Schult (p.273) is van mening dat met de grote stad hier niet Babylon, maar Jeruzalem is bedoeld. Jeruzalem valt uiteen in drie delen en dan komt aan de orde dat ook de steden van de heidenen instorten en dat Babylon de beker van Gods toorn te drinken krijgt. De aardbevingen en de instortende rotsen, evenals de hagelstenen van een talent (een talent weegt ruim 26 kg) wijzen erop dat het aarde element, uitdrukking van de Vadergod, doorwerkt wordt met de goddelijke liefde en zo aan de dood onttrokken wordt, terwijl de mens het opstandingslichaam verwerft (Schult, p.274). Het aardse Jeruzalem vervalt in drie delen opdat het hemelse Jeruzalem kan ontstaan. Alle mengvormen vergaan en over blijven het rijk van het licht en het rijk van de duisternis. De krachten van de hoogste vergeestelijking van het fysieke voeren de Mensenzoon tot de laatste vereniging met de Vadergod van het Al, de Ensoph van de Kabbala. Met ‘Het is volbracht’ sloot de zevende schaal de hele Apocalypse af en kwam in volledigheid de afsluiting van de tijd en de overgang naar de eeuwigheid tot stand. Verleden, tegenwoordigheid en toekomst zijn een geheel geworden in de eeuwige gelijktijdigheid van God.

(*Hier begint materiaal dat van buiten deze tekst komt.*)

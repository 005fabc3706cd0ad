//! Jobs repository
//!
//! Handles communication with the backend for job-related operations:
//! - Fetching pending jobs, or one job by ID
//! - Claiming jobs
//! - Sending heartbeats
//! - Completing jobs with results

use anyhow::Result;
use async_trait::async_trait;
use std::sync::Arc;
use styleagent_client::RunnerClient;
use styleagent_core::domain::job::{Job, JobStatus};
use styleagent_core::domain::result::JobExecutionResult;

/// Repository trait for job-related operations with the backend
#[async_trait]
pub trait JobRepository: Send + Sync {
    /// Fetches up to `limit` pending jobs
    async fn list_pending_jobs(&self, limit: u32) -> Result<Vec<Job>>;

    /// Fetches a single job by ID
    async fn get_job(&self, job_id: &str) -> Result<Job>;

    /// Claims a job for execution
    async fn claim_job(&self, job_id: &str) -> Result<()>;

    /// Reports the job's current status
    async fn heartbeat_job(&self, job_id: &str, status: JobStatus) -> Result<()>;

    /// Submits the execution result and its logs
    async fn complete_job(&self, result: &JobExecutionResult) -> Result<()>;
}

/// HTTP implementation of JobRepository
pub struct HttpJobRepository {
    client: Arc<RunnerClient>,
}

impl HttpJobRepository {
    /// Creates a new HTTP job repository
    pub fn new(client: Arc<RunnerClient>) -> Self {
        Self { client }
    }
}

#[async_trait]
impl JobRepository for HttpJobRepository {
    async fn list_pending_jobs(&self, limit: u32) -> Result<Vec<Job>> {
        Ok(self.client.list_pending_jobs(limit).await?)
    }

    async fn get_job(&self, job_id: &str) -> Result<Job> {
        Ok(self.client.get_job(job_id).await?)
    }

    async fn claim_job(&self, job_id: &str) -> Result<()> {
        Ok(self.client.claim_job(job_id).await?)
    }

    async fn heartbeat_job(&self, job_id: &str, status: JobStatus) -> Result<()> {
        Ok(self.client.heartbeat_job(job_id, status).await?)
    }

    async fn complete_job(&self, result: &JobExecutionResult) -> Result<()> {
        Ok(self.client.complete_job(result).await?)
    }
}
//! HTTP transport with timeout, retry and backoff
//!
//! Every backend call goes through [`Transport::request_json`]:
//! - network failures and 5xx responses are retried, up to `retries + 1` attempts
//! - 4xx responses fail immediately with the response body attached
//! - an empty success body is read as `{}`

use reqwest::header::{AUTHORIZATION, HeaderMap, HeaderValue};
use reqwest::{Client, Method};
use serde_json::{Map, Value};
use std::sync::Arc;
use std::time::Duration;
use tracing::{debug, warn};

use crate::error::{ClientError, Result};
use crate::settings::ClientSettings;
use crate::sleep::{Sleeper, TokioSleeper};

/// User agent sent with every request
pub const USER_AGENT: &str = concat!("styleagent-runner/", env!("CARGO_PKG_VERSION"));

/// Delay before retry number `attempt + 1`: `base * 2^attempt`
pub fn backoff_delay(base: Duration, attempt: u32) -> Duration {
    base.saturating_mul(2u32.saturating_pow(attempt))
}

/// Retrying JSON-over-HTTP transport bound to one backend
#[derive(Clone)]
pub struct Transport {
    client: Client,
    base_url: String,
    retries: u32,
    backoff_base: Duration,
    sleeper: Arc<dyn Sleeper>,
}

impl Transport {
    /// Creates a transport that sleeps on the tokio timer between retries
    pub fn new(settings: &ClientSettings) -> Result<Self> {
        Self::with_sleeper(settings, Arc::new(TokioSleeper))
    }

    /// Creates a transport with a custom sleeper (used by tests to skip backoff)
    pub fn with_sleeper(settings: &ClientSettings, sleeper: Arc<dyn Sleeper>) -> Result<Self> {
        let mut headers = HeaderMap::new();
        if let Some(api_key) = &settings.api_key {
            let mut value = HeaderValue::from_str(&format!("Bearer {api_key}"))
                .map_err(|e| ClientError::InvalidRequest(format!("Invalid API key: {e}")))?;
            value.set_sensitive(true);
            headers.insert(AUTHORIZATION, value);
        }

        let client = Client::builder()
            .user_agent(USER_AGENT)
            .default_headers(headers)
            .timeout(settings.timeout)
            .build()?;

        Ok(Self {
            client,
            base_url: settings.base_url.trim_end_matches('/').to_string(),
            retries: settings.retries,
            backoff_base: settings.backoff_base,
            sleeper,
        })
    }

    /// Get the base URL of the backend
    pub fn base_url(&self) -> &str {
        &self.base_url
    }

    /// Sends a request and returns the decoded JSON body
    ///
    /// Retries network failures and 5xx responses with exponential backoff.
    /// When the last attempt fails, returns [`ClientError::RetriesExhausted`]
    /// with that failure as its source.
    pub async fn request_json(
        &self,
        method: Method,
        path: &str,
        body: Option<&Value>,
        query: &[(&str, &str)],
    ) -> Result<Value> {
        let mut attempt: u32 = 0;

        loop {
            let failure = match self.send_once(&method, path, body, query).await {
                Ok(value) => return Ok(value),
                Err(e) if e.is_retryable() => e,
                Err(e) => return Err(e),
            };

            if attempt >= self.retries {
                warn!(%method, path, attempts = attempt + 1, error = %failure, "Backend request failed, giving up");
                return Err(ClientError::RetriesExhausted {
                    method,
                    path: path.to_string(),
                    attempts: attempt + 1,
                    source: Box::new(failure),
                });
            }

            let delay = backoff_delay(self.backoff_base, attempt);
            warn!(
                %method,
                path,
                attempt = attempt + 1,
                delay_ms = delay.as_millis() as u64,
                error = %failure,
                "Backend request failed, retrying"
            );
            self.sleeper.sleep(delay).await;
            attempt += 1;
        }
    }

    async fn send_once(
        &self,
        method: &Method,
        path: &str,
        body: Option<&Value>,
        query: &[(&str, &str)],
    ) -> Result<Value> {
        let url = format!("{}{}", self.base_url, path);
        debug!(%method, %url, "Sending backend request");

        let mut request = self.client.request(method.clone(), &url);
        if !query.is_empty() {
            request = request.query(query);
        }
        if let Some(body) = body {
            request = request.json(body);
        }

        let response = request.send().await?;
        let status = response.status();

        if status.is_server_error() {
            return Err(ClientError::ServerError {
                status: status.as_u16(),
                method: method.clone(),
                path: path.to_string(),
            });
        }

        if !status.is_success() {
            let message = response
                .text()
                .await
                .unwrap_or_else(|_| "Unknown error".to_string());
            return Err(ClientError::ApiError {
                status: status.as_u16(),
                method: method.clone(),
                path: path.to_string(),
                message,
            });
        }

        let bytes = response.bytes().await?;
        if bytes.is_empty() {
            return Ok(Value::Object(Map::new()));
        }

        serde_json::from_slice(&bytes)
            .map_err(|e| ClientError::ParseError(format!("Failed to parse JSON response: {}", e)))
    }
}
//! Typed views over guest linear memory and their staleness rule.
//!
//! A view caches the identity of the buffer it was taken from. Growing the
//! guest's memory replaces the backing buffer, so every access first compares
//! the cached identity with the current one; a mismatch means the view is
//! stale and must be re-acquired before use.

use core::fmt;
use core::ops::Range;

/// Identity of the guest's current backing buffer.
#[derive(Debug, Clone, Copy, PartialEq, Eq, Hash)]
pub struct BufferIdentity {
    /// Host address of byte 0 of linear memory.
    pub base: usize,
    /// Current size of linear memory in bytes.
    pub len: usize,
}

/// Element type of a typed overlay.
#[derive(Debug, Clone, Copy, PartialEq, Eq, Hash)]
pub enum ViewKind {
    U8,
    I32,
    F64,
}

impl ViewKind {
    const ALL: [ViewKind; 3] = [ViewKind::U8, ViewKind::I32, ViewKind::F64];

    /// Size of one element in bytes.
    pub fn element_size(self) -> usize {
        match self {
            Self::U8 => 1,
            Self::I32 => 4,
            Self::F64 => 8,
        }
    }

    fn slot(self) -> usize {
        match self {
            Self::U8 => 0,
            Self::I32 => 1,
            Self::F64 => 2,
        }
    }
}

impl fmt::Display for ViewKind {
    fn fmt(&self, f: &mut fmt::Formatter<'_>) -> fmt::Result {
        match self {
            Self::U8 => write!(f, "u8"),
            Self::I32 => write!(f, "i32"),
            Self::F64 => write!(f, "f64"),
        }
    }
}

/// A view used after the buffer it was taken from was replaced.
#[derive(Debug, Clone, Copy, PartialEq, Eq)]
pub struct StaleView {
    pub kind: ViewKind,
    pub taken: BufferIdentity,
    pub current: BufferIdentity,
}

impl fmt::Display for StaleView {
    fn fmt(&self, f: &mut fmt::Formatter<'_>) -> fmt::Result {
        write!(
            f,
            "stale {} view: taken over {} bytes at {:#x}, memory is now {} bytes at {:#x}",
            self.kind, self.taken.len, self.taken.base, self.current.len, self.current.base
        )
    }
}

#[cfg(feature = "std")]
impl std::error::Error for StaleView {}

/// A typed overlay over one specific backing buffer.
#[derive(Debug, Clone, Copy, PartialEq, Eq)]
pub struct MemoryView {
    kind: ViewKind,
    identity: BufferIdentity,
}

impl MemoryView {
    pub fn new(kind: ViewKind, identity: BufferIdentity) -> Self {
        Self { kind, identity }
    }

    pub fn kind(&self) -> ViewKind {
        self.kind
    }

    pub fn identity(&self) -> BufferIdentity {
        self.identity
    }

    /// Number of whole elements visible through this view.
    pub fn len(&self) -> usize {
        self.identity.len / self.kind.element_size()
    }

    pub fn is_empty(&self) -> bool {
        self.len() == 0
    }

    /// Confirm the view still describes the current buffer.
    pub fn check(&self, current: BufferIdentity) -> Result<(), StaleView> {
        if self.identity == current {
            Ok(())
        } else {
            Err(StaleView {
                kind: self.kind,
                taken: self.identity,
                current,
            })
        }
    }

    /// Byte range covered by elements `[index, index + count)`.
    ///
    /// Returns `None` if the range does not fit inside the view.
    pub fn byte_range(&self, index: usize, count: usize) -> Option<Range<usize>> {
        let size = self.kind.element_size();
        let start = index.checked_mul(size)?;
        let end = start.checked_add(count.checked_mul(size)?)?;
        if end > self.identity.len {
            return None;
        }
        Some(start..end)
    }
}

/// One cached view per element type, re-validated on every acquisition.
#[derive(Debug, Clone, Default)]
pub struct ViewCache {
    views: [Option<MemoryView>; 3],
    refreshes: u64,
}

impl ViewCache {
    pub fn new() -> Self {
        Self::default()
    }

    /// Return a view of `kind` valid for `current`.
    ///
    /// The boolean is `true` when a cached view was found stale and replaced.
    pub fn acquire(&mut self, kind: ViewKind, current: BufferIdentity) -> (MemoryView, bool) {
        let mut refreshed = false;
        if let Some(view) = self.views[kind.slot()] {
            if view.check(current).is_ok() {
                return (view, false);
            }
            self.refreshes += 1;
            refreshed = true;
        }
        let view = MemoryView::new(kind, current);
        self.views[kind.slot()] = Some(view);
        (view, refreshed)
    }

    /// Cached view of `kind`, without validation.
    pub fn cached(&self, kind: ViewKind) -> Option<MemoryView> {
        self.views[kind.slot()]
    }

    /// Drop all cached views.
    pub fn invalidate(&mut self) {
        for kind in ViewKind::ALL {
            self.views[kind.slot()] = None;
        }
    }

    /// How many times a stale view has been replaced.
    pub fn refreshes(&self) -> u64 {
        self.refreshes
    }
}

Dan nodigt één van de zeven engelen, die de toornschalen hadden uitgegoten, Johannes uit om te zien wat er met de hoer, die troont op de vele wateren, zal gebeuren. Daarmee begint een inkijk in de gebeurtenissen die volgen op het ineenstorten van het aardse rijk. De hoer van Babylon is het tegenbeeld van de bruid van het Lam en het nieuwe Jeruzalem. Neergang en opgang van de mensenzielen worden ons dramatisch voor ogen gesteld.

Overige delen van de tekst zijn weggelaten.